Fix for bug # 159659. urlbar spoofing with wyciwyg://. r=adamlock, mstolz, sr=darin. Make sure normal loads of wyciwyg url don't go through nsDocShell::InternalLoad().

2002-09-20 19:10:23 +00:00
parent 5bb3d5f2da
commit 3cccae452c
1 changed files with 10 additions and 1 deletions
--- a/docshell/base/nsDocShell.cpp
+++ b/docshell/base/nsDocShell.cpp
@@ -4726,7 +4726,7 @@ nsDocShell::InternalLoad(nsIURI * aURI,
                         nsIRequest** aRequest)
 {
    nsresult rv = NS_OK;
-
+    
    // Initialize aDocShell/aRequest
    if (aDocShell) {
        *aDocShell = nsnull;
@@ -4735,6 +4735,15 @@ nsDocShell::InternalLoad(nsIURI * aURI,
        *aRequest = nsnull;
    }

+    // wyciwyg urls can only be loaded through history. Any normal load of
+    // wyciwyg through docshell is  illegal. Disallow such loads.

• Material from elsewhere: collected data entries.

//! Wizard step definitions

use thiserror::Error;

#[derive(Error, Debug, Clone, PartialEq, Eq)]
pub enum WizardError {
    #[error("A wizard needs at least one step")]
    NoSteps,
    #[error("Step ids must run 1..=n in order; position {position} has id {id}")]
    NonSequentialId { position: usize, id: usize },
}

/// One screen of the wizard
#[derive(Debug, Clone, PartialEq, Eq)]
pub struct WizardStep {
    /// 1-based ordinal, unique and sequential
    pub id: usize,
    pub name: String,
}

impl WizardStep {
    pub fn new(id: usize, name: impl Into<String>) -> Self {
        Self {
            id,
            name: name.into(),
        }
    }
}

/// The registration flow's four steps
pub fn default_steps() -> Vec<WizardStep> {
    vec![
        WizardStep::new(1, "Identity & Address"),
        WizardStep::new(2, "Personal Details"),
        WizardStep::new(3, "Verification"),
        WizardStep::new(4, "Confirmation"),
    ]
}

/// Check that a step list is non-empty and numbered `1..=n`
pub fn validate_steps(steps: &[WizardStep]) -> Result<(), WizardError> {
    if steps.is_empty() {
        return Err(WizardError::NoSteps);
    }
    for (i, step) in steps.iter().enumerate() {
        if step.id != i + 1 {
            return Err(WizardError::NonSequentialId {
                position: i + 1,
                id: step.id,
            });
        }
    }
    Ok(())
}
//! Back / Continue / Submit row under the step body

use ratatui::{
    buffer::Buffer,
    layout::{Alignment, Constraint, Layout, Rect},
    style::{Modifier, Style},
    text::{Line, Span},
    widgets::{Paragraph, Widget},
};

use super::{ACCENT_PRIMARY, ACCENT_SUCCESS, TEXT_FAINT, TEXT_MUTED, TEXT_SECONDARY};

pub const BACK_LABEL: &str = "← Back";
pub const CONTINUE_LABEL: &str = "Continue →";
pub const SUBMIT_LABEL: &str = "Submit Registration ✓";

pub struct NavBar<'a> {
    can_retreat: bool,
    is_last_step: bool,
    back_key: Option<&'a str>,
    next_key: Option<&'a str>,
}

impl<'a> NavBar<'a> {
    pub fn new(can_retreat: bool, is_last_step: bool) -> Self {
        Self {
            can_retreat,
            is_last_step,
            back_key: None,
            next_key: None,
        }
    }

    /// Key hints shown next to the buttons
    pub fn keys(mut self, back: Option<&'a str>, next: Option<&'a str>) -> Self {
        self.back_key = back;
        self.next_key = next;
        self
    }

    fn button(label: &'a str, key: Option<&'a str>, style: Style) -> Line<'a> {
        let mut spans = vec![Span::styled(format!(" {} ", label), style)];
        if let Some(key) = key {
            spans.push(Span::styled(format!(" {}", key), Style::default().fg(TEXT_FAINT)));
        }
        Line::from(spans)
    }
}

impl Widget for NavBar<'_> {
    fn render(self, area: Rect, buf: &mut Buffer) {
        let [left, right] =
            Layout::horizontal([Constraint::Percentage(50), Constraint::Percentage(50)])
                .areas(area);

        // Back is shown disabled on the first step
        let back_style = if self.can_retreat {
            Style::default().fg(TEXT_SECONDARY)
        } else {
            Style::default().fg(TEXT_MUTED).add_modifier(Modifier::DIM)
        };
        let back_key = self.back_key.filter(|_| self.can_retreat);
        Paragraph::new(Self::button(BACK_LABEL, back_key, back_style)).render(left, buf);

        let (label, style) = if self.is_last_step {
            (SUBMIT_LABEL, Style::default().fg(ACCENT_SUCCESS))
        } else {
            (CONTINUE_LABEL, Style::default().fg(ACCENT_PRIMARY))
        };
        Paragraph::new(Self::button(
            label,
            self.next_key,
            style.add_modifier(Modifier::BOLD),
        ))
        .alignment(Alignment::Right)
        .render(right, buf);
    }
}
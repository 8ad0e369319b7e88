//! Terminal state guard for guaranteed cleanup.
//!
//! Raw mode and the alternate screen are restored when the wizard exits,
//! whether normally, via early return, or panic.

use std::io::{self, Write};

use crossterm::{
    event::{KeyboardEnhancementFlags, PopKeyboardEnhancementFlags, PushKeyboardEnhancementFlags},
    execute,
    terminal::{
        disable_raw_mode, enable_raw_mode, supports_keyboard_enhancement, EnterAlternateScreen,
        LeaveAlternateScreen,
    },
};

/// Guard that restores terminal state when dropped.
pub struct TerminalGuard {
    keyboard_enhancement_enabled: bool,
    active: bool,
}

impl TerminalGuard {
    /// Enter raw mode and the alternate screen.
    ///
    /// Keyboard enhancement is requested when the terminal supports it so
    /// that keys like `C-h` and `<BS>` arrive as distinct events.
    pub fn enter() -> anyhow::Result<Self> {
        enable_raw_mode()?;
        let mut stdout = io::stdout();
        // Constructed before anything else can fail so Drop undoes raw mode
        let mut guard = Self {
            keyboard_enhancement_enabled: false,
            active: true,
        };
        execute!(stdout, EnterAlternateScreen)?;

        if supports_keyboard_enhancement().unwrap_or(false) {
            execute!(
                stdout,
                PushKeyboardEnhancementFlags(KeyboardEnhancementFlags::DISAMBIGUATE_ESCAPE_CODES)
            )?;
            guard.keyboard_enhancement_enabled = true;
        }
        Ok(guard)
    }

    /// Perform manual cleanup and prevent Drop from running cleanup again.
    pub fn cleanup(&mut self) -> anyhow::Result<()> {
        if !self.active {
            return Ok(());
        }
        self.active = false;
        self.do_cleanup()
    }

    fn do_cleanup(&self) -> anyhow::Result<()> {
        let mut stdout = io::stdout();
        if self.keyboard_enhancement_enabled {
            // Must reach the terminal before raw mode is left
            if let Err(e) = execute!(stdout, PopKeyboardEnhancementFlags) {
                tracing::debug!(
                    error = %e,
                    "Failed to pop keyboard enhancement flags during cleanup"
                );
            }
            if let Err(e) = stdout.flush() {
                tracing::debug!(error = %e, "Failed to flush stdout during cleanup");
            }
        }
        disable_raw_mode()?;
        execute!(stdout, LeaveAlternateScreen)?;
        stdout.flush()?;
        Ok(())
    }
}

impl Drop for TerminalGuard {
    fn drop(&mut self) {
        if self.active {
            if let Err(e) = self.do_cleanup() {
                tracing::debug!(error = %e, "Terminal cleanup failed in Drop");
            }
        }
    }
}

/// Install a panic hook that restores terminal state before printing the panic message.
///
/// Call early in main(), before any terminal setup.
pub fn install_panic_hook() {
    let original_hook = std::panic::take_hook();
    std::panic::set_hook(Box::new(move |panic_info| {
        let mut stdout = io::stdout();
        if let Err(e) = execute!(stdout, PopKeyboardEnhancementFlags) {
            tracing::debug!(error = %e, "Failed to pop keyboard enhancement flags in panic hook");
        }
        if let Err(e) = disable_raw_mode() {
            tracing::debug!(error = %e, "Failed to disable raw mode in panic hook");
        }
        if let Err(e) = execute!(stdout, LeaveAlternateScreen) {
            tracing::debug!(error = %e, "Failed to restore terminal screen in panic hook");
        }
        if let Err(e) = stdout.flush() {
            tracing::debug!(error = %e, "Failed to flush stdout after panic cleanup");
        }

        original_hook(panic_info);
    }));
}
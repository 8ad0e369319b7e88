//! Card header with the skip affordance

use ratatui::{
    buffer::Buffer,
    layout::{Alignment, Constraint, Layout, Rect},
    style::{Modifier, Style},
    text::{Line, Span},
    widgets::{Paragraph, Widget},
};

use super::{ACCENT_WARNING, TEXT_FAINT, TEXT_MUTED, TEXT_PRIMARY};

pub const TITLE: &str = "Complete Your Registration";
pub const SUBTITLE: &str = "Follow the steps to verify your identity";
pub const SKIP_LABEL: &str = "⚡ Skip Registration";
const SKIP_NOTE: &str = "(UI Review Only - Will be removed)";

pub struct Header<'a> {
    show_skip: bool,
    skip_key: Option<&'a str>,
}

impl<'a> Header<'a> {
    pub const HEIGHT: u16 = 2;

    pub fn new(show_skip: bool, skip_key: Option<&'a str>) -> Self {
        Self {
            show_skip,
            skip_key,
        }
    }
}

impl Widget for Header<'_> {
    fn render(self, area: Rect, buf: &mut Buffer) {
        let skip_width = if self.show_skip { SKIP_NOTE.len() as u16 + 2 } else { 0 };
        let [title_area, skip_area] =
            Layout::horizontal([Constraint::Min(0), Constraint::Length(skip_width)]).areas(area);

        Paragraph::new(vec![
            Line::from(Span::styled(
                TITLE,
                Style::default()
                    .fg(TEXT_PRIMARY)
                    .add_modifier(Modifier::BOLD),
            )),
            Line::from(Span::styled(SUBTITLE, Style::default().fg(TEXT_MUTED))),
        ])
        .render(title_area, buf);

        if self.show_skip {
            let key = self.skip_key.map(|k| format!(" {}", k)).unwrap_or_default();
            Paragraph::new(vec![
                Line::from(vec![
                    Span::styled(
                        SKIP_LABEL,
                        Style::default()
                            .fg(ACCENT_WARNING)
                            .add_modifier(Modifier::BOLD),
                    ),
                    Span::styled(key, Style::default().fg(TEXT_FAINT)),
                ]),
                Line::from(Span::styled(SKIP_NOTE, Style::default().fg(TEXT_FAINT))),
            ])
            .alignment(Alignment::Right)
            .render(skip_area, buf);
        }
    }
}
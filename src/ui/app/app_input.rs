use crossterm::event::{Event, KeyCode, KeyEvent, KeyEventKind, KeyModifiers};

use crate::config::KeyCombo;
use crate::data::{FileAttachment, FormStore, UploadSlot};
use crate::form::{IdentityStep, StepRequest};
use crate::ui::action::Action;
use crate::ui::app::App;
use crate::ui::events::InputMode;

impl App {
    pub(super) fn handle_input_event(&mut self, input: Event) {
        // Resize is picked up by the next draw
        if let Event::Key(key) = input {
            self.handle_key_event(key);
        }
    }

    /// Dispatch one key press: bound keys run their action, unbound
    /// printable characters are typed into whatever has focus.
    pub fn handle_key_event(&mut self, key: KeyEvent) {
        if key.kind == KeyEventKind::Release {
            return;
        }

        let combo = KeyCombo::from_key_event(&key);
        let context = self.key_context();
        if let Some(action) = self.config.keybindings.get_action(&combo, context).cloned() {
            tracing::trace!(?action, ?context, key = %combo, "Key bound");
            self.execute_action(action);
            return;
        }

        if let KeyCode::Char(c) = key.code {
            if !key
                .modifiers
                .intersects(KeyModifiers::CONTROL | KeyModifiers::ALT)
            {
                self.insert_char(c);
            }
        }
    }

    pub fn execute_action(&mut self, action: Action) {
        if let InputMode::PickingFile(slot) = self.input_mode {
            self.execute_picker_action(slot, action);
            return;
        }

        match action {
            Action::Quit => self.should_quit = true,
            Action::NextStep => {
                self.controller.proceed(&mut self.toasts);
            }
            Action::PrevStep => {
                self.controller.retreat();
            }
            Action::Skip => {
                self.controller.skip(&mut self.toasts);
            }
            Action::FocusNext => self.with_identity(|step, store| step.focus_next(store)),
            Action::FocusPrev => self.with_identity(|step, store| step.focus_prev(store)),
            Action::Activate => {
                let request = self
                    .controller
                    .identity_mut()
                    .and_then(|(step, store)| step.activate(store));
                if let Some(StepRequest::PickFile(slot)) = request {
                    self.open_file_picker(slot);
                }
            }
            Action::Left => self.with_identity(|step, store| step.left(store)),
            Action::Right => self.with_identity(|step, store| step.right(store)),
            Action::Backspace => self.with_identity(|step, store| step.backspace(store)),
            Action::Delete => self.with_identity(|step, store| step.delete(store)),
            Action::DeleteWordBack => {
                self.with_identity(|step, store| step.delete_word_back(store))
            }
            Action::DeleteToStart => self.with_identity(|step, store| step.delete_to_start(store)),
            Action::MoveCursorStart => self.with_identity(|step, _| step.move_start()),
            Action::MoveCursorEnd => self.with_identity(|step, store| step.move_end(store)),
            // Picker-only actions
            Action::Confirm | Action::Cancel => {}
        }
    }

    /// While the path prompt is open only its own actions and quit apply
    fn execute_picker_action(&mut self, slot: UploadSlot, action: Action) {
        match action {
            Action::Quit => self.should_quit = true,
            Action::Confirm => match self.file_picker.confirm() {
                Ok(file) => {
                    self.attach(slot, file);
                    self.close_file_picker();
                }
                Err(e) => tracing::warn!(?slot, error = %e, "Could not attach file"),
            },
            Action::Cancel => {
                self.attach(slot, None);
                self.close_file_picker();
            }
            Action::Backspace => self.file_picker.delete_char(),
            Action::Delete => self.file_picker.delete_forward(),
            Action::DeleteWordBack => self.file_picker.delete_word(),
            Action::DeleteToStart => self.file_picker.delete_to_start(),
            Action::Left => self.file_picker.move_left(),
            Action::Right => self.file_picker.move_right(),
            Action::MoveCursorStart => self.file_picker.move_start(),
            Action::MoveCursorEnd => self.file_picker.move_end(),
            _ => {}
        }
    }

    fn insert_char(&mut self, c: char) {
        match self.input_mode {
            InputMode::PickingFile(_) => self.file_picker.insert_char(c),
            InputMode::Normal => self.with_identity(|step, store| step.insert_char(c, store)),
        }
    }

    fn with_identity<F>(&mut self, f: F)
    where
        F: FnOnce(&mut IdentityStep, &mut FormStore),
    {
        if let Some((step, store)) = self.controller.identity_mut() {
            f(step, store);
        }
    }

    fn attach(&mut self, slot: UploadSlot, file: Option<FileAttachment>) {
        self.with_identity(|step, store| step.handle_file_upload(slot, file, store));
    }

    fn open_file_picker(&mut self, slot: UploadSlot) {
        tracing::debug!(?slot, "Opening file picker");
        self.file_picker.reset();
        self.input_mode = InputMode::PickingFile(slot);
    }

    fn close_file_picker(&mut self) {
        self.input_mode = InputMode::Normal;
        self.file_picker.reset();
    }
}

+    if (aURI && (aLoadType & LOAD_CMD_NORMAL)) {
+        PRBool isWyciwyg = PR_FALSE;
+        rv = aURI->SchemeIs("wyciwyg", &isWyciwyg);   
+        if ((isWyciwyg && NS_SUCCEEDED(rv)) || NS_FAILED(rv)) 
+            return NS_ERROR_FAILURE;
+    }
+
    //
    // First, notify any nsIContentPolicy listeners about the document load.
    // Only abort the load if a content policy listener explicitly vetos it!